Elle commence donc son article en évoquant le succès de “The Fault in our Stars”, le film adapté du roman de John Green. D’après elle, on ne devrait pas être embarrassé parce qu’il est mauvais, mais parce que le livre a été écrit pour les enfants. Je me permets déjà de faire remarquer une petite erreur de sa part : les livres qu’on appelle “YA books” (en français : les livres pour jeunes adultes) ne sont, par définition, pas des livres pour enfants.

D’ailleurs, et si on commençait par essayer de définir ce qu’est un livre YA ?

  • un livre lu par des adolescents ? Selon “Publisher’s Weekly” (source publiée par l’auteur de l’article, elle-même), 55% des livres estampillés “YA” (qu’on prononce alors “way-è”) sont achetés par des adultes de plus de 18 ans.
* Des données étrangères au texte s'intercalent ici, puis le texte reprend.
//! Metadata resolution: DOI → [`MetadataRecord`], never failing.
//!
//! ```text
//! cache ──hit──▶ record
//!   │miss
//!   ▼
//! Crossref ──2xx + valid JSON──▶ record ─┐
//!   │ 4xx / 5xx after retries /          │
//!   │ unreachable / bad JSON             │
//!   ▼                                    │
//! OpenAlex ──2xx + valid JSON──▶ record ─┤
//!   │ any failure                        │
//!   ▼                                    ▼
//! all-sentinel record ───────────▶ cache.insert ──▶ record
//! ```
//!
//! The all-sentinel record is cached like any other, so a DOI resolved
//! during a registry outage keeps its placeholder name until it is evicted
//! or the process restarts.

use crate::config::RenameConfig;
use crate::error::TransportError;
use crate::metadata::{MetadataRecord, NormalizedDoi};
use crate::pipeline::cache::MetadataCache;
use crate::pipeline::fetch::{
    fetch_with_retry, FetchOutcome, RegistryTransport, ReqwestTransport, RetryPolicy,
};
use crate::pipeline::registry::Registry;
use tracing::{debug, info, warn};

/// Resolves DOIs against the registries, with an LRU cache in front.
#[derive(Debug)]
pub struct MetadataResolver<T = ReqwestTransport> {
    transport: T,
    cache: MetadataCache,
    retry: RetryPolicy,
    crossref_base_url: String,
    openalex_base_url: String,
}

impl MetadataResolver<ReqwestTransport> {
    /// A resolver talking to the configured registries over HTTPS.
    pub fn new(config: &RenameConfig) -> Result<Self, TransportError> {
        Ok(Self::with_transport(config, ReqwestTransport::new(config)?))
    }
}

impl<T: RegistryTransport> MetadataResolver<T> {
    /// A resolver using a caller-supplied transport.
    pub fn with_transport(config: &RenameConfig, transport: T) -> Self {
        Self {
            transport,
            cache: MetadataCache::new(config.cache_capacity),
            retry: RetryPolicy::from_config(config),
            crossref_base_url: config.crossref_base_url.clone(),
            openalex_base_url: config.openalex_base_url.clone(),
        }
    }

    /// Resolve `doi`, consulting the cache first.
    ///
    /// Always returns a complete record; unresolved fields hold their
    /// sentinels and `doi` is always the input.
    pub async fn resolve(&self, doi: &NormalizedDoi) -> MetadataRecord {
        if let Some(hit) = self.cache.get(doi) {
            debug!("Metadata cache hit for {}", doi);
            return hit;
        }

        let record = match self.query_registries(doi).await {
            Some(record) => record,
            None => {
                warn!("No registry resolved {}; using placeholder metadata", doi);
                MetadataRecord::unresolved(doi)
            }
        };

        self.cache.insert(doi.clone(), record.clone());
        record
    }

    /// The cache, for inspection.
    pub fn cache(&self) -> &MetadataCache {
        &self.cache
    }

    pub fn transport(&self) -> &T {
        &self.transport
    }

    async fn query_registries(&self, doi: &NormalizedDoi) -> Option<MetadataRecord> {
        for (idx, registry) in Registry::PRIORITY.into_iter().enumerate() {
            if idx > 0 {
                info!("Falling back to {} for {}", registry.name(), doi);
            }
            if let Some(record) = self.query(registry, doi).await {
                return Some(record);
            }
        }
        None
    }

    async fn query(&self, registry: Registry, doi: &NormalizedDoi) -> Option<MetadataRecord> {
        let url = registry.work_url(self.base_url(registry), doi);
        match fetch_with_retry(&self.transport, &url, self.retry).await {
            FetchOutcome::Success(body) => match registry.parse(&body, doi) {
                Ok(record) => {
                    info!("Resolved {} via {}", doi, registry.name());
                    Some(record)
                }
                Err(e) => {
                    warn!("{} returned an unusable payload for {}: {}", registry.name(), doi, e);
                    None
                }
            },
            FetchOutcome::Status(status) => {
                debug!("{} answered HTTP {} for {}", registry.name(), status, doi);
                None
            }
            FetchOutcome::Unreachable(e) => {
                warn!("{} unreachable for {}: {}", registry.name(), doi, e);
                None
            }
        }
    }

    fn base_url(&self, registry: Registry) -> &str {
        match registry {
            Registry::Crossref => &self.crossref_base_url,
            Registry::OpenAlex => &self.openalex_base_url,
        }
    }
}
Ce n’est donc pas la bonne définition.
  • un livre écrit par un adolescent ? Euh… John Green n’est pas un adolescent ? Ce n’est donc pas la bonne définition.
  • un livre dont le héros est un adolescent ? Alors pourquoi trouve-t-on Oliver Twist dans la section “Romans et littérature” et non dans la section “Jeunesse” ? Ce n’est donc pas la bonne définition.

Personnellement, je considère la YA comme un genre sans frontières : il n’y a pas de réel limite d’âge, il n’y a pas vraiment de personnage type, il n’y a pas un style en particulier (on peut avoir de la YA/science-fiction, YA/fantasy, YA/historique). Mais dans tous les cas, il y a un parcours, des épreuves, une sorte de challenge à travers lequel le personnage principal va se révéler et se découvrir. Ce genre, encore un peu vague, permet finalement de privilégier l’imagination à l’esthétisme de la langue. Et, soyons honnête, des livres mal écrits, il y en a partout, même dans la littérature pour adultes.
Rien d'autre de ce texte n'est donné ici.